***** Raw data *****

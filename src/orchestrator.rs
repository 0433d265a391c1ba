//! Multi-strategy download orchestration.
//!
//! The orchestrator walks the strategy ladder built by
//! [`crate::strategy::build_strategy_table`], running each configuration as
//! an isolated external-process invocation with a wall-clock timeout. The
//! first strategy that produces a viable file wins; every failure mode short
//! of that is an expected, enumerable outcome recorded in an
//! [`AttemptResult`] and recovered by moving on. `run` always returns a
//! [`DownloadOutcome`]; it never errors out of an attempt.

use rand::rngs::SmallRng;
use rand::{Rng, SeedableRng};
use serde::Serialize;
use std::fs;
use std::io::Read;
use std::path::{Path, PathBuf};
use std::process::{Child, Command, Output, Stdio};
use std::thread;
use std::time::{Duration, Instant};

use crate::cookies::EphemeralCookieJar;
use crate::env_profile::EnvProfile;
use crate::strategy::{Strategy, build_strategy_table};

/// An output file must exceed this many bytes to count as a download; files
/// at or under it are stub pages or aborted transfers, never playable video.
pub const MIN_VIABLE_FILE_SIZE: u64 = 1024;

/// Captured stderr is truncated to roughly this many characters before being
/// stored on the attempt record.
const DIAGNOSTIC_LIMIT: usize = 200;

/// How a single attempt failed.
#[derive(Debug, Clone, Copy, PartialEq, Eq, Serialize)]
pub enum FailureKind {
    NonZeroExit,
    UndersizedOutput,
    Timeout,
    LaunchFailed,
}

/// Outcome of executing one strategy.
#[derive(Debug, Clone, Serialize)]
pub struct AttemptResult {
    pub strategy: String,
    pub succeeded: bool,
    pub file_size: Option<u64>,
    pub exit_code: Option<i32>,
    pub failure: Option<FailureKind>,
    /// Truncated stderr (or launch error text) for diagnostics.
    pub diagnostic: String,
    pub elapsed_secs: f64,
}

/// Terminal result of an orchestration run.
#[derive(Debug, Clone, Serialize)]
pub struct DownloadOutcome {
    pub success: bool,
    /// Name of the strategy that succeeded, when one did.
    pub strategy: Option<String>,
    pub file: Option<PathBuf>,
    /// Every attempt, in order, for diagnostics.
    pub attempts: Vec<AttemptResult>,
    /// Human-readable explanation when all strategies failed.
    pub failure_message: Option<String>,
}

/// Explicit configuration for an [`Orchestrator`]. Everything the run needs
/// to know arrives here; the orchestrator itself performs no environment
/// lookups.
#[derive(Debug, Clone)]
pub struct OrchestratorConfig {
    pub profile: EnvProfile,
    /// Invocation name or path of the external tool.
    pub tool: String,
    /// Overrides the profile's default per-attempt wall-clock limit.
    pub attempt_timeout: Option<Duration>,
    /// Base of the jittered inter-attempt backoff window. Zero disables
    /// backoff entirely (used by tests).
    pub backoff_base_secs: u64,
    pub min_viable_size: u64,
    /// Seed for the jitter/user-agent RNG; `None` seeds from entropy.
    pub rng_seed: Option<u64>,
    /// Directory for the ephemeral cookie jar; `None` uses the system temp
    /// directory. Tests point this at a private dir to observe cleanup.
    pub cookie_dir: Option<PathBuf>,
}

impl OrchestratorConfig {
    pub fn new(profile: EnvProfile) -> Self {
        Self {
            profile,
            tool: "yt-dlp".into(),
            attempt_timeout: None,
            backoff_base_secs: 2,
            min_viable_size: MIN_VIABLE_FILE_SIZE,
            rng_seed: None,
            cookie_dir: None,
        }
    }
}

/// Sequential, single-threaded download engine. One instance per logical
/// download source; each [`Orchestrator::run`] call owns its destination
/// path exclusively for the duration of the run.
pub struct Orchestrator {
    config: OrchestratorConfig,
}

impl Orchestrator {
    pub fn new(config: OrchestratorConfig) -> Self {
        Self { config }
    }

    /// Runs the full strategy ladder against `url`, writing the artifact to
    /// `destination`. Strategies are tried strictly one at a time; the first
    /// viable file stops the loop. Returns an outcome in every case,
    /// including when the external tool is missing entirely.
    pub fn run(
        &self,
        url: &str,
        destination: &Path,
        mut on_progress: Option<&mut dyn FnMut(&str)>,
    ) -> DownloadOutcome {
        let mut rng = match self.config.rng_seed {
            Some(seed) => SmallRng::seed_from_u64(seed),
            None => SmallRng::from_entropy(),
        };

        // The jar guard lives for the whole run; drop removes the file on
        // every exit path, success and exhaustion alike. A jar that cannot
        // be created just means the web strategies run cookie-less.
        let jar = match &self.config.cookie_dir {
            Some(dir) => EphemeralCookieJar::create_in(dir, &crate::cookies::default_consent_records()),
            None => EphemeralCookieJar::with_default_consent(),
        };
        let jar = match jar {
            Ok(jar) => Some(jar),
            Err(err) => {
                eprintln!("  Warning: could not create cookie jar: {err:#}");
                None
            }
        };

        let strategies = build_strategy_table(
            &self.config.profile,
            jar.as_ref().map(|j| j.path()),
            &mut rng,
        );
        let total = strategies.len();
        let timeout = self
            .config
            .attempt_timeout
            .unwrap_or_else(|| self.config.profile.attempt_timeout());

        let mut attempts = Vec::with_capacity(total);

        for (index, strategy) in strategies.iter().enumerate() {
            if let Some(progress) = on_progress.as_deref_mut() {
                progress(&format!(
                    "Attempt {}/{}: {}",
                    index + 1,
                    total,
                    strategy.name
                ));
            }

            // A stale or partial file from a previous attempt must never be
            // mistaken for this attempt's output.
            remove_stale_file(destination);

            let attempt = self.run_attempt(strategy, url, destination, timeout);
            let succeeded = attempt.succeeded;
            attempts.push(attempt);

            if succeeded {
                return DownloadOutcome {
                    success: true,
                    strategy: Some(strategy.name.to_string()),
                    file: Some(destination.to_path_buf()),
                    attempts,
                    failure_message: None,
                };
            }

            if index + 1 < total {
                let delay = backoff_delay(self.config.backoff_base_secs, index, &mut rng);
                if !delay.is_zero() {
                    thread::sleep(delay);
                }
            }
        }

        DownloadOutcome {
            success: false,
            strategy: None,
            file: None,
            attempts,
            failure_message: Some(aggregate_failure_message(&self.config.profile)),
        }
    }

    /// Executes one strategy and classifies the result. Never returns an
    /// error: launch failures, timeouts, and bad exits all become failed
    /// attempt records.
    fn run_attempt(
        &self,
        strategy: &Strategy,
        url: &str,
        destination: &Path,
        timeout: Duration,
    ) -> AttemptResult {
        let started = Instant::now();
        let args = strategy.to_args(url, destination);

        let child = Command::new(&self.config.tool)
            .args(&args)
            .stdin(Stdio::null())
            .stdout(Stdio::piped())
            .stderr(Stdio::piped())
            .spawn();

        let child = match child {
            Ok(child) => child,
            Err(err) => {
                return AttemptResult {
                    strategy: strategy.name.to_string(),
                    succeeded: false,
                    file_size: None,
                    exit_code: None,
                    failure: Some(FailureKind::LaunchFailed),
                    diagnostic: truncate(&format!(
                        "failed to start {}: {}",
                        self.config.tool, err
                    )),
                    elapsed_secs: started.elapsed().as_secs_f64(),
                };
            }
        };

        let output = match wait_with_timeout(child, timeout) {
            WaitResult::Finished(output) => output,
            WaitResult::TimedOut => {
                return AttemptResult {
                    strategy: strategy.name.to_string(),
                    succeeded: false,
                    file_size: None,
                    exit_code: None,
                    failure: Some(FailureKind::Timeout),
                    diagnostic: format!("timed out after {}s", timeout.as_secs()),
                    elapsed_secs: started.elapsed().as_secs_f64(),
                };
            }
            WaitResult::WaitFailed(err) => {
                return AttemptResult {
                    strategy: strategy.name.to_string(),
                    succeeded: false,
                    file_size: None,
                    exit_code: None,
                    failure: Some(FailureKind::LaunchFailed),
                    diagnostic: truncate(&format!("waiting on {}: {}", self.config.tool, err)),
                    elapsed_secs: started.elapsed().as_secs_f64(),
                };
            }
        };

        let elapsed_secs = started.elapsed().as_secs_f64();
        let exit_code = output.status.code();
        let stderr = String::from_utf8_lossy(&output.stderr);

        if !output.status.success() {
            remove_stale_file(destination);
            return AttemptResult {
                strategy: strategy.name.to_string(),
                succeeded: false,
                file_size: None,
                exit_code,
                failure: Some(FailureKind::NonZeroExit),
                diagnostic: truncate(stderr.trim()),
                elapsed_secs,
            };
        }

        // Exit code zero alone proves nothing; the tool sometimes exits
        // cleanly after writing an empty or truncated file.
        let file_size = fs::metadata(destination).map(|m| m.len()).ok();
        match file_size {
            Some(size) if size > self.config.min_viable_size => AttemptResult {
                strategy: strategy.name.to_string(),
                succeeded: true,
                file_size: Some(size),
                exit_code,
                failure: None,
                diagnostic: String::new(),
                elapsed_secs,
            },
            Some(size) => {
                remove_stale_file(destination);
                AttemptResult {
                    strategy: strategy.name.to_string(),
                    succeeded: false,
                    file_size: Some(size),
                    exit_code,
                    failure: Some(FailureKind::UndersizedOutput),
                    diagnostic: format!("output file too small ({} bytes)", size),
                    elapsed_secs,
                }
            }
            None => AttemptResult {
                strategy: strategy.name.to_string(),
                succeeded: false,
                file_size: None,
                exit_code,
                failure: Some(FailureKind::UndersizedOutput),
                diagnostic: "tool exited cleanly but produced no file".into(),
                elapsed_secs,
            },
        }
    }
}

pub(crate) enum WaitResult {
    Finished(Output),
    TimedOut,
    WaitFailed(std::io::Error),
}

/// Waits for a child process with a wall-clock deadline, polling `try_wait`.
/// Both pipes are drained on reader threads for the whole wait: a child
/// whose stderr exceeds the pipe buffer would otherwise block on write and
/// never reach its exit, turning a finished download into a bogus timeout.
/// On expiry the child is killed and reaped; cancellation happens only at
/// this process boundary.
pub(crate) fn wait_with_timeout(mut child: Child, timeout: Duration) -> WaitResult {
    let stdout_reader = child.stdout.take().map(spawn_pipe_reader);
    let stderr_reader = child.stderr.take().map(spawn_pipe_reader);

    let deadline = Instant::now() + timeout;
    loop {
        match child.try_wait() {
            Ok(Some(status)) => {
                return WaitResult::Finished(Output {
                    status,
                    stdout: collect_pipe(stdout_reader),
                    stderr: collect_pipe(stderr_reader),
                });
            }
            Ok(None) => {
                if Instant::now() >= deadline {
                    let _ = child.kill();
                    let _ = child.wait();
                    // Reader threads see EOF once the child is reaped and
                    // its pipe ends close; dropping the handles detaches
                    // them.
                    return WaitResult::TimedOut;
                }
                thread::sleep(Duration::from_millis(100));
            }
            Err(err) => return WaitResult::WaitFailed(err),
        }
    }
}

fn spawn_pipe_reader<R>(mut pipe: R) -> thread::JoinHandle<Vec<u8>>
where
    R: Read + Send + 'static,
{
    thread::spawn(move || {
        let mut buf = Vec::new();
        let _ = pipe.read_to_end(&mut buf);
        buf
    })
}

fn collect_pipe(reader: Option<thread::JoinHandle<Vec<u8>>>) -> Vec<u8> {
    reader
        .and_then(|handle| handle.join().ok())
        .unwrap_or_default()
}

/// Uniform random delay whose window widens with the attempt index, so
/// consecutive failures look less like a hammering bot. Base of zero
/// disables backoff.
fn backoff_delay(base_secs: u64, attempt_index: usize, rng: &mut SmallRng) -> Duration {
    if base_secs == 0 {
        return Duration::ZERO;
    }
    let low = base_secs;
    let high = base_secs * (attempt_index as u64 + 2);
    Duration::from_millis(rng.gen_range(low * 1000..=high * 1000))
}

/// Best-effort removal of a leftover artifact. Failure to delete is logged
/// at most and never escalated.
fn remove_stale_file(path: &Path) {
    if path.exists()
        && let Err(err) = fs::remove_file(path)
    {
        eprintln!("  Warning: could not remove stale file {}: {}", path.display(), err);
    }
}

fn truncate(text: &str) -> String {
    if text.chars().count() <= DIAGNOSTIC_LIMIT {
        text.to_string()
    } else {
        let cut: String = text.chars().take(DIAGNOSTIC_LIMIT).collect();
        format!("{cut}...")
    }
}

/// Exhaustion message. Deployments enumerate the infrastructure causes worth
/// checking; locally the video itself is the likelier problem.
fn aggregate_failure_message(profile: &EnvProfile) -> String {
    if profile.deployment {
        "All download strategies failed. Likely causes: outbound network policy \
         blocking media CDNs, TLS interception mismatch, datacenter IP routing \
         flagged by the remote service, or a missing yt-dlp/ffmpeg dependency \
         in the deployment image."
            .to_string()
    } else {
        "All download strategies failed. The video may be restricted or \
         unavailable; try a different video."
            .to_string()
    }
}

*****

Work order:
If a line of the records above holds the word "configuration", show it.

Answer to this task:
//! [`crate::strategy::build_strategy_table`], running each configuration as
/// Explicit configuration for an [`Orchestrator`]. Everything the run needs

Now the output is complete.